----- Task inputs -----
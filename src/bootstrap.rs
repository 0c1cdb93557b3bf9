//! Bootstrap prologue.
//!
//! Emitted exactly once, before any translated command: points SP at the
//! start of the stack region and performs `call Sys.init 0` with the
//! standard call protocol. The call happens outside any function frame, so
//! its return label is scoped to a reserved caller name instead.

use crate::codegen::emit_call;
use crate::labels::LabelAllocator;

/// First RAM address of the operand stack.
pub const STACK_BASE: u16 = 256;

/// The program entry function invoked by the bootstrap.
pub const ENTRY_FUNCTION: &str = "Sys.init";

/// Caller name scoping the bootstrap's return label. Jack-generated VM code
/// always qualifies function names as `Class.method`, so this cannot
/// collide with a real caller.
const BOOTSTRAP_SCOPE: &str = "Bootstrap";

/// Append the bootstrap prologue to `out`.
///
/// The return label comes from the run's allocator so it stays unique even
/// though `Sys.init` is never expected to return; a halt sentinel loop
/// follows in case it does.
pub fn emit(labels: &mut LabelAllocator, out: &mut String) {
    out.push_str("// bootstrap\n");
    out.push_str(&format!("@{STACK_BASE}\nD=A\n@SP\nM=D\n"));
    let ret = labels.return_label(BOOTSTRAP_SCOPE);
    emit_call(ENTRY_FUNCTION, 0, &ret, out);
    out.push_str("(HALT)\n@HALT\n0;JMP\n");
}
#[tokio::test]
async fn failed_drop_keeps_optimistic_stage_by_default() {
    let store = TestLeadStore::seeded(sample_leads());
    let controller = loaded(&store).await;
    assert_eq!(controller.policy_name(), "keep_local");
    store.fail_updates.store(true, Ordering::SeqCst);
    let amy = controller.lead(&LeadId::new("1")).await.expect("amy");
    let mut rx = controller.subscribe_events();

    controller.begin_drag(amy).await;
    let err = controller
        .drop_on_stage(StageId::Closed)
        .await
        .expect_err("store rejects update");

    assert!(matches!(err, BoardError::Store(StoreError::Unavailable(_))));
    assert_eq!(store.updates(), 1);
    assert!(controller.dragged_lead().await.is_none());
    assert_eq!(
        ids(&controller.leads_for_stage(StageId::Closed).await),
        vec!["1"]
    );
    // The store never saw the change.
    assert_eq!(store.stored("1").await.stage, "inquiry");

    let events = drain(&mut rx);
    assert_eq!(
        notifications(&events),
        vec![Notification::error("Failed to update lead stage")]
    );
    assert!(notifications(&events).iter().all(Notification::is_error));
}

#[tokio::test]
async fn reload_after_failed_drop_shows_store_truth() {
    let store = TestLeadStore::seeded(sample_leads());
    let controller = loaded(&store).await;
    store.fail_updates.store(true, Ordering::SeqCst);

    controller
        .begin_drag_by_id(&LeadId::new("1"))
        .await
        .expect("drag");
    controller
        .drop_on_stage(StageId::Closed)
        .await
        .expect_err("fails");
    controller.load().await.expect("reload");

    assert!(controller.leads_for_stage(StageId::Closed).await.is_empty());
}

#[tokio::test]
async fn revert_policy_restores_previous_stage() {
    let store = TestLeadStore::seeded(sample_leads());
    let controller = BoardController::new(store.clone()).with_policy(Arc::new(RevertToSnapshot));
    controller.load().await.expect("load");
    store.fail_updates.store(true, Ordering::SeqCst);
    let mut rx = controller.subscribe_events();

    controller
        .begin_drag_by_id(&LeadId::new("3"))
        .await
        .expect("drag");
    controller
        .drop_on_stage(StageId::Negotiating)
        .await
        .expect_err("fails");

    assert_eq!(
        controller.lead(&LeadId::new("3")).await.expect("cara").stage,
        "inquiry"
    );
    assert_eq!(
        ids(&controller.leads_for_stage(StageId::Inquiry).await),
        vec!["1", "3"]
    );
    let events = drain(&mut rx);
    assert!(events.contains(&BoardEvent::TransitionReverted {
        lead_id: LeadId::new("3"),
        stage: "inquiry".into(),
    }));
    assert_eq!(
        notifications(&events),
        vec![Notification::error("Failed to update lead stage")]
    );
}

struct CountingPolicy {
    calls: AtomicUsize,
}

impl ReconciliationPolicy for CountingPolicy {
    fn on_failed_transition(
        &self,
        previous: &Lead,
        optimistic: &Lead,
        error: &StoreError,
    ) -> Reconciliation {
        self.calls.fetch_add(1, Ordering::SeqCst);
        assert_eq!(previous.stage, "qualified");
        assert_eq!(optimistic.stage, "viewing");
        assert!(matches!(error, StoreError::Unavailable(_)));
        Reconciliation::KeepLocal
    }

    fn name(&self) -> &'static str {
        "counting"
    }
}

#[tokio::test]
async fn custom_policy_sees_snapshot_and_optimistic_record() {
    let store = TestLeadStore::seeded(sample_leads());
    let policy = Arc::new(CountingPolicy {
        calls: AtomicUsize::new(0),
    });
    let controller = BoardController::new(store.clone()).with_policy(policy.clone());
    controller.load().await.expect("load");
    store.fail_updates.store(true, Ordering::SeqCst);

    controller
        .begin_drag_by_id(&LeadId::new("2"))
        .await
        .expect("drag");
    controller
        .drop_on_stage(StageId::Viewing)
        .await
        .expect_err("fails");

    assert_eq!(policy.calls.load(Ordering::SeqCst), 1);
    assert_eq!(controller.policy_name(), "counting");
    // Policies are not consulted on success.
    store.fail_updates.store(false, Ordering::SeqCst);
    controller
        .begin_drag_by_id(&LeadId::new("1"))
        .await
        .expect("drag");
    controller.drop_on_stage(StageId::Closed).await.expect("drop");
    assert_eq!(policy.calls.load(Ordering::SeqCst), 1);
}

#[tokio::test(start_paused = true)]
async fn overlapping_drops_apply_last_response() {
    let store = TestLeadStore::seeded(sample_leads());
    let controller = Arc::new(loaded(&store).await);
    store.script_update(300, false);
    store.script_update(10, false);

    controller
        .begin_drag_by_id(&LeadId::new("1"))
        .await
        .expect("drag");
    let slow = tokio::spawn({
        let controller = controller.clone();
        async move { controller.drop_on_stage(StageId::Viewing).await }
    });
    while controller.dragged_lead().await.is_some() {
        tokio::task::yield_now().await;
    }
    assert_eq!(
        controller.lead(&LeadId::new("1")).await.expect("amy").stage,
        "viewing"
    );

    controller
        .begin_drag_by_id(&LeadId::new("1"))
        .await
        .expect("second drag");
    controller.drop_on_stage(StageId::Closed).await.expect("fast drop");
    assert_eq!(
        controller.lead(&LeadId::new("1")).await.expect("amy").stage,
        "closed"
    );

    slow.await.expect("join").expect("slow drop");
    // The slow response lands last and wins, in the cache and in the store.
    assert_eq!(
        controller.lead(&LeadId::new("1")).await.expect("amy").stage,
        "viewing"
    );
    assert_eq!(store.stored("1").await.stage, "viewing");
    assert_eq!(store.updates(), 2);
}

#[tokio::test(start_paused = true)]
async fn revert_does_not_clobber_a_later_transition() {
    let store = TestLeadStore::seeded(sample_leads());
    let controller = Arc::new(
        BoardController::new(store.clone()).with_policy(Arc::new(RevertToSnapshot)),
    );
    controller.load().await.expect("load");
    store.script_update(300, true);
    store.script_update(10, false);

    controller
        .begin_drag_by_id(&LeadId::new("2"))
        .await
        .expect("drag");
    let failing = tokio::spawn({
        let controller = controller.clone();
        async move { controller.drop_on_stage(StageId::Viewing).await }
    });
    while controller.dragged_lead().await.is_some() {
        tokio::task::yield_now().await;
    }

    controller
        .begin_drag_by_id(&LeadId::new("2"))
        .await
        .expect("second drag");
    controller.drop_on_stage(StageId::Closed).await.expect("drop");

    assert!(failing.await.expect("join").is_err());
    assert_eq!(
        controller.lead(&LeadId::new("2")).await.expect("ben").stage,
        "closed"
    );
}

#[tokio::test]
async fn unknown_drop_target_is_rejected_without_store_call() {
    let store = TestLeadStore::seeded(sample_leads());
    let controller = loaded(&store).await;
    controller
        .begin_drag_by_id(&LeadId::new("1"))
        .await
        .expect("drag");

    let err = controller
        .drop_on_stage_id("archived")
        .await
        .expect_err("unknown stage");

    assert_eq!(err.code(), ErrorCode::Validation);
    assert_eq!(store.updates(), 0);
    assert!(controller.dragged_lead().await.is_none());
}

#[tokio::test]
async fn second_drag_overwrites_the_first() {
    let store = TestLeadStore::seeded(sample_leads());
    let controller = loaded(&store).await;

    controller
        .begin_drag_by_id(&LeadId::new("1"))
        .await
        .expect("drag amy");
    controller
        .begin_drag_by_id(&LeadId::new("2"))
        .await
        .expect("drag ben");
    controller.drop_on_stage(StageId::Closed).await.expect("drop");

    assert_eq!(ids(&controller.leads_for_stage(StageId::Closed).await), vec!["2"]);
    assert_eq!(
        controller.lead(&LeadId::new("1")).await.expect("amy").stage,
        "inquiry"
    );
}

#[tokio::test]
async fn dragging_an_unknown_lead_fails() {
    let store = TestLeadStore::seeded(sample_leads());
    let controller = loaded(&store).await;
    let err = controller
        .begin_drag_by_id(&LeadId::new("missing"))
        .await
        .expect_err("unknown");
    assert!(matches!(err, BoardError::UnknownLead(_)));
    assert_eq!(err.code(), ErrorCode::NotFound);
}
-----
### Problem to work on
Whenever a line of the data includes "matches", copy that line.

### Result of the task
    assert!(matches!(err, BoardError::Store(StoreError::Unavailable(_))));
        assert!(matches!(error, StoreError::Unavailable(_)));
    assert!(matches!(err, BoardError::UnknownLead(_)));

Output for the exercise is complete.